2. Executive Summary
- Background & Motivation (Why):
- Core Problem: The paper addresses critical challenges in dense visual Simultaneous Localization and Mapping (SLAM), a field that aims to build a detailed 3D map of an environment while simultaneously tracking a camera's position within it.
- Current Gaps: Recent advances have adopted 3D Gaussian Splatting (3DGS) for scene representation due to its flexibility and rendering quality. However, existing
3DGS-based SLAM systems often face two major problems:- Geometry Distortion: When viewed from different angles, the 3D Gaussian representation can produce inconsistent geometry, leading to errors when aligning new camera frames with the map. This degrades tracking accuracy.
- Misalignment from Occlusions: During tracking, parts of the scene visible in the global map might be occluded from the camera's current view.

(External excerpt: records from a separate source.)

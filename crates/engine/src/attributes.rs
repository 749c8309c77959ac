//! The payload attributes this core sends to `engine_forkchoiceUpdated`.
//!
//! These mirror the standard Engine API `PayloadAttributesV2`/`V3` shape,
//! extended with the OP-Stack-style `transactions` / `noTxPool` / `gasLimit`
//! fields needed to force the attributes deposit (and any ethscription
//! deposits) into the block the execution client builds, the same way
//! `OpPayloadAttributes` extends the vanilla attributes.

use alloy_eips::eip4895::Withdrawal;
use alloy_primitives::{Address, Bytes, B256};
use serde::{Deserialize, Serialize};

/// Payload attributes sent alongside a forkchoice update to request a block
/// build.
#[derive(Debug, Clone, Serialize, Deserialize)]
#[serde(rename_all = "camelCase")]
pub struct PayloadAttributes {
    /// Timestamp of the block to build.
    pub timestamp: u64,
    /// `prevRandao` for the block to build.
    pub prev_randao: B256,
    /// Fee recipient for the block to build.
    pub suggested_fee_recipient: Address,
    /// Always empty: this protocol has no L1-to-L2 value bridging and no
    /// withdrawal queue.
    pub withdrawals: Vec<Withdrawal>,
    /// Present once the L1 origin is post-Cancun; selects the V3 payload
    /// attributes shape.
    pub parent_beacon_block_root: Option<B256>,
    /// RLP-encoded deposit transactions (attributes tx, then any
    /// ethscription deposits) the execution client must include first, in
    /// order.
    pub transactions: Vec<Bytes>,
    /// Always `true`. The execution client's own mempool never contributes
    /// transactions in this protocol; every L2 transaction originates from
    /// L1 derivation.
    pub no_tx_pool: bool,
    /// Overrides the execution client's configured gas limit, if set.
    pub gas_limit: Option<u64>,
}

impl PayloadAttributes {
    /// `true` if this is the attributes shape introduced alongside
    /// `engine_forkchoiceUpdatedV3` (i.e. the L1 origin carries a beacon
    /// block root).
    pub const fn is_v3(&self) -> bool {
        self.parent_beacon_block_root.is_some()
    }
}
//! The [`EngineApi`] trait: the L2 Block Proposer's view of the Engine
//! Client (spec §4.B, §4.E), abstracted for testability the same way
//! [`crate::l1_provider::L1Provider`] abstracts the L1 RPC Client.
//!
//! Grounded on the teacher's `EngineController` trait
//! (`crates/driver/src/engine.rs`): the same three-method shape
//! (`forkchoice_updated`, `get_payload`, `new_payload`).

use async_trait::async_trait;
use ethscript_engine::{BuiltBlock, EngineClient, EngineError, PayloadAttributes};
use ethscript_primitives::Hash32;

/// One L2 block's worth of fork-choice state, forwarded verbatim to
/// `engine_forkchoiceUpdated`.
#[derive(Debug, Clone, Copy, PartialEq, Eq)]
pub struct ForkchoiceState {
    /// The current (unsafe) head.
    pub head: Hash32,
    /// The current safe block.
    pub safe: Hash32,
    /// The current finalized block.
    pub finalized: Hash32,
}

impl From<ForkchoiceState> for alloy_rpc_types_engine::ForkchoiceState {
    fn from(value: ForkchoiceState) -> Self {
        Self {
            head_block_hash: value.head,
            safe_block_hash: value.safe,
            finalized_block_hash: value.finalized,
        }
    }
}

/// The Engine API surface the L2 Block Proposer drives: one forkchoice
/// update to request a build, one `getPayload` to retrieve it, one
/// `newPayload` to validate it, and a final forkchoice update to commit it
/// as head (spec §4.E steps 2-5).
#[async_trait]
pub trait EngineApi: Send + Sync {
    /// Requests a payload build on top of `state`, using `attributes`.
    /// Returns `Ok(None)` only when `attributes` is `None` (a plain
    /// forkchoice commit with no accompanying build).
    async fn forkchoice_updated(
        &self,
        state: ForkchoiceState,
        attributes: Option<PayloadAttributes>,
    ) -> Result<Option<alloy_rpc_types_engine::PayloadId>, EngineError>;

    /// Retrieves the payload previously requested by `forkchoice_updated`.
    async fn get_payload(
        &self,
        payload_id: alloy_rpc_types_engine::PayloadId,
        use_v3: bool,
    ) -> Result<BuiltBlock, EngineError>;

    /// Validates `payload`, requiring a `VALID` status and a matching
    /// `latestValidHash`.
    async fn new_payload(
        &self,
        payload: &BuiltBlock,
        parent_beacon_block_root: Hash32,
    ) -> Result<(), EngineError>;
}

#[async_trait]
impl EngineApi for EngineClient {
    async fn forkchoice_updated(
        &self,
        state: ForkchoiceState,
        attributes: Option<PayloadAttributes>,
    ) -> Result<Option<alloy_rpc_types_engine::PayloadId>, EngineError> {
        EngineClient::forkchoice_updated(self, state.into(), attributes).await
    }

    async fn get_payload(
        &self,
        payload_id: alloy_rpc_types_engine::PayloadId,
        use_v3: bool,
    ) -> Result<BuiltBlock, EngineError> {
        EngineClient::get_payload(self, payload_id, use_v3).await
    }

    async fn new_payload(
        &self,
        payload: &BuiltBlock,
        parent_beacon_block_root: Hash32,
    ) -> Result<(), EngineError> {
        EngineClient::new_payload(self, payload, parent_beacon_block_root).await
    }
}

These occluded regions can act as "outliers" and interfere with the alignment process, causing the estimated camera pose to be incorrect.
- Main Contributions / Findings (What):
The paper introduces
GauS-SLAM, a tightly-coupled SLAM system that makes the following primary contributions to solve the identified problems:- 2D Gaussian Surfel Representation for SLAM: Instead of standard 3D Gaussians, the system uses 2D Gaussian surfels (flat, disk-like Gaussians) which are better at representing surfaces and provide more geometrically accurate depth estimates.
- Surface-aware Depth Rendering: A novel rendering mechanism that mitigates depth errors caused by interference between foreground and background surfaces. It adjusts the contribution of each Gaussian to the final depth value based on its distance from the main surface, improving multi-view consistency.
- Local Map Design for Robust Tracking: Camera tracking is performed on a small, dynamically managed local map containing only recently observed surfaces. This isolates the tracking process from distracting, occluded parts of the larger global map, preventing misalignment and ensuring computational efficiency as the scene grows.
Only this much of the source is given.